Flüchtlingsbischof Heße über Ostafrika: Es geht ums Überleben

Es fehlt an Nahrungsmitteln, Zugang zu medizinischer Versorgung und vor allem Zukunftsperspektiven. Der Alltag von Geflüchteten in Kenia ist ein ständiger Kampf.

Der Klimawandel, Terror, bewaffnete Konflikte und fehlende Perspektiven haben viele Menschen in Afrika aus ihrer Heimat vertrieben. Der Sonderbeauftragte der Deutschen Bischofskonferenz für Flüchtlingsfragen, Erzbischof Stefan Heße (57), hat Betroffene in Kenia besucht. Im Interview der Katholischen Nachrichten-Agentur (KNA) schildert er seine Eindrücke.

KNA: Sie sind gerade aus Kenia zurückgekehrt. Was ist der beeindruckendste Moment der Reise gewesen?

Erzbischof Stefan Heße: Am beeindruckendsten fand ich die Begegnung mit geflüchteten Menschen. Ihre Not war ebenso spürbar wie die große Dankbarkeit, dass Kenia sie aufgenommen hat und sie dort einigermaßen sicher leben können. Ich habe auch eine ganze Reihe von Christen getroffen, die einen tiefen Eindruck ihres Glaubens vermittelt und deutlich gemacht haben, wie wichtig in den Unwägbarkeiten von Flucht und Vertreibung für sie der Glaube ist. Er ist ihr Ankerpunkt.

KNA: Warum sind die Menschen auf der Flucht?

Heße: Die Geflüchteten stammen aus unterschiedlichen Ländern: aus dem Südsudan, Somalia, der Demokratischen Republik Kongo, Burundi und Ruanda. Sie flüchten aus verschiedenen Gründen wie Krieg, Unsicherheit, andere sind politisch Verfolgte. Auch mussten Menschen aufgrund ihrer sexuellen Orientierung ihr Land verlassen, weil sie sich dort nicht mehr sicher fühlten. Klimatische Veränderungen gehören ebenfalls zu den Fluchtursachen.

KNA: Was fehlt in den Flüchtlingscamps?

Heße: Es geht vor allem um Ernährung. Im Flüchtlingscamp Kakuma mussten Lebensmittelmengen erheblich reduziert werden, weil die Mittel nicht ausreichen. Es geht ums Überleben. Weitere Aspekte sind Gesundheitsvorsorge und Bildung. Junge Menschen sind sehr dankbar, dass sie überhaupt etwas lernen können. Das gibt ihnen Würde für ihr Leben.

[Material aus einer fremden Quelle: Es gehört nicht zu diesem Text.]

//! Exam collaborator view.
//!
//! Exams are authored by the encompassing system. The enrollment engine reads
//! their lifecycle, window and enrollment configuration, and owns exactly one
//! slice of the record: the denormalized [`EnrollmentStats`] counters.

use serde::{Deserialize, Serialize};

use crate::identity::{CenterId, ExamId};

/// Lifecycle phase of an exam.
#[derive(Debug, Clone, Copy, PartialEq, Eq, Hash, Serialize, Deserialize)]
#[serde(rename_all = "snake_case")]
pub enum ExamLifecycle {
    /// Being authored; not visible to students.
    Draft,
    /// Published with a future window; enrollments accepted.
    Scheduled,
    /// Window open; enrollments accepted, sessions may start.
    Active,
    /// Window closed.
    Completed,
    /// Removed from listings.
    Archived,
}

impl ExamLifecycle {
    /// Returns true if new enrollments are accepted in this phase.
    pub fn accepts_enrollments(&self) -> bool {
        matches!(self, Self::Scheduled | Self::Active)
    }

    pub fn as_str(&self) -> &'static str {
        match self {
            Self::Draft => "draft",
            Self::Scheduled => "scheduled",
            Self::Active => "active",
            Self::Completed => "completed",
            Self::Archived => "archived",
        }
    }

    pub fn parse(s: &str) -> Option<Self> {
        match s {
            "draft" => Some(Self::Draft),
            "scheduled" => Some(Self::Scheduled),
            "active" => Some(Self::Active),
            "completed" => Some(Self::Completed),
            "archived" => Some(Self::Archived),
            _ => None,
        }
    }
}

/// Enrollment policy knobs on an exam.
#[derive(Debug, Clone, PartialEq, Eq, Serialize, Deserialize)]
pub struct EnrollmentConfig {
    /// Whether this exam takes enrollments at all.
    pub enrollment_required: bool,
    /// Fee in minor currency units; 0 means free.
    pub fee_minor: i64,
    /// Seat cap; 0 means uncapped.
    pub max_enrollments: i64,
    /// Unix seconds; None means no deadline.
    pub enrollment_deadline: Option<i64>,
    /// Accept enrollments past the deadline.
    pub allow_late_enrollment: bool,
    /// Whether a nonzero fee must be collected through the gateway.
    pub require_payment: bool,
}

impl Default for EnrollmentConfig {
    fn default() -> Self {
        Self {
            enrollment_required: true,
            fee_minor: 0,
            max_enrollments: 0,
            enrollment_deadline: None,
            allow_late_enrollment: false,
            require_payment: true,
        }
    }
}

impl EnrollmentConfig {
    /// Returns true if the deadline forbids a new enrollment at `now`.
    pub fn deadline_closed(&self, now: i64) -> bool {
        match self.enrollment_deadline {
            Some(deadline) => now > deadline && !self.allow_late_enrollment,
            None => false,
        }
    }
}

/// Denormalized enrollment counters on an exam record.
///
/// Owned exclusively by the stats aggregator; never hand-edited.
#[derive(Debug, Clone, Copy, PartialEq, Eq, Default, Serialize, Deserialize)]
pub struct EnrollmentStats {
    /// Non-cancelled enrollments.
    pub total_enrollments: i64,
    /// Enrolled with a settled fee.
    pub active_enrollments: i64,
    /// Enrollments with a payment still pending.
    pub pending_payments: i64,
    /// Sum of settled fees, minor units.
    pub total_revenue: i64,
}

/// An exam as the enrollment engine sees it.
#[derive(Debug, Clone, PartialEq, Serialize, Deserialize)]
pub struct ExamRecord {
    pub id: ExamId,
    /// Owning center; only this center may cancel enrollments.
    pub center_id: CenterId,
    pub title: String,
    pub lifecycle: ExamLifecycle,
    /// Session window start, unix seconds; None means unbounded.
    pub starts_at: Option<i64>,
    /// Session window end, unix seconds; None means unbounded.
    pub ends_at: Option<i64>,
    pub enrollment: EnrollmentConfig,
    pub stats: EnrollmentStats,
}

impl ExamRecord {
    /// Returns true if new enrollments are accepted right now
    /// (lifecycle check only; deadline and capacity are separate checks).
    pub fn is_enrollment_open(&self) -> bool {
        self.lifecycle.accepts_enrollments()
    }

    /// Returns true if a test session may start at `now`: the lifecycle
    /// accepts sessions and `now` falls inside whichever window bounds exist.
    pub fn is_startable(&self, now: i64) -> bool {
        if !self.lifecycle.accepts_enrollments() {
            return false;
        }
        if self.starts_at.is_some_and(|at| now < at) {
            return false;
        }
        if self.ends_at.is_some_and(|at| now > at) {
            return false;
        }
        true
    }
}

#[cfg(test)]
mod tests {
    use super::*;

    fn exam(lifecycle: ExamLifecycle) -> ExamRecord {
        ExamRecord {
            id: ExamId::new(),
            center_id: CenterId::new(),
            title: "Algebra II final".into(),
            lifecycle,
            starts_at: Some(1_000),
            ends_at: Some(2_000),
            enrollment: EnrollmentConfig::default(),
            stats: EnrollmentStats::default(),
        }
    }

    #[test]
    fn lifecycle_gates_enrollment() {
        assert!(exam(ExamLifecycle::Scheduled).is_enrollment_open());
        assert!(exam(ExamLifecycle::Active).is_enrollment_open());
        assert!(!exam(ExamLifecycle::Draft).is_enrollment_open());
        assert!(!exam(ExamLifecycle::Completed).is_enrollment_open());
        assert!(!exam(ExamLifecycle::Archived).is_enrollment_open());
    }

    #[test]
    fn startable_respects_window() {
        let e = exam(ExamLifecycle::Active);
        assert!(!e.is_startable(999));
        assert!(e.is_startable(1_000));
        assert!(e.is_startable(1_500));
        assert!(e.is_startable(2_000));
        assert!(!e.is_startable(2_001));
    }

    #[test]
    fn startable_requires_open_lifecycle() {
        let e = exam(ExamLifecycle::Completed);
        assert!(!e.is_startable(1_500));
    }

    #[test]
    fn unbounded_window_is_always_inside() {
        let mut e = exam(ExamLifecycle::Active);
        e.starts_at = None;
        e.ends_at = None;
        assert!(e.is_startable(0));
        assert!(e.is_startable(i64::MAX));
    }

    #[test]
    fn deadline_closed_logic() {
        let mut cfg = EnrollmentConfig {
            enrollment_deadline: Some(1_000),
            ..Default::default()
        };
        assert!(!cfg.deadline_closed(1_000));
        assert!(cfg.deadline_closed(1_001));
        cfg.allow_late_enrollment = true;
        assert!(!cfg.deadline_closed(5_000));
        cfg.enrollment_deadline = None;
        cfg.allow_late_enrollment = false;
        assert!(!cfg.deadline_closed(i64::MAX));
    }

    #[test]
    fn lifecycle_str_roundtrip() {
        for lc in [
            ExamLifecycle::Draft,
            ExamLifecycle::Scheduled,
            ExamLifecycle::Active,
            ExamLifecycle::Completed,
            ExamLifecycle::Archived,
        ] {
            assert_eq!(ExamLifecycle::parse(lc.as_str()), Some(lc));
        }
    }
}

KNA: Eine solch fragile Situation bietet Terrororganisationen wie Al-Shabaab Nährboden. Welche Gefahr geht in Flüchtlingscamps von der Gruppe aus?

Heße: Wir konnten eines der Lager – Dabaab – nicht besuchen, weil dort die Sicherheitssituation als sehr kritisch eingestuft wurde. Es lässt sich nur mit Polizei und starken Sicherheitsvorkehrungen besuchen. Ansonsten wird Kenia als ein relativ stabiles Land eingeschätzt.

KNA: Kenia zählt offiziellen Angaben zufolge knapp 775.000 Flüchtlinge. Im Globalen Norden erhalten diese aber so gut wie keine Aufmerksamkeit. Wie lässt sich das ändern?

Heße: Als Flüchtlingsbeauftragter der Deutschen Bischofskonferenz reise ich einmal jährlich in verschiedene Regionen der Welt, um deutlich zu machen, dass es viele Hotspots von Flucht und Vertreibung gibt. In diesem Jahr wollten wir einen Akzent auf Ostafrika setzen. Alleine im Flüchtlingslager Kakuma geht es um rund 300.000 Menschen. Das ist eine riesige Stadt. Dazu kommt die örtliche Bevölkerung, die etwa halb so groß ist. In ganz Ostafrika gibt es fünf Millionen Flüchtlinge. Dazu kommen 18 Millionen Binnenvertriebene. Das verdient Aufmerksamkeit.

KNA: Was lässt sich von Geflüchteten lernen?

Heße: Geflüchtete sind oft sehr starke, resiliente Menschen mit einer starken Motivation. Sie können uns viel geben, wovon wir profitieren können. Darauf sollten wir uns auch vertrauensvoll einlassen.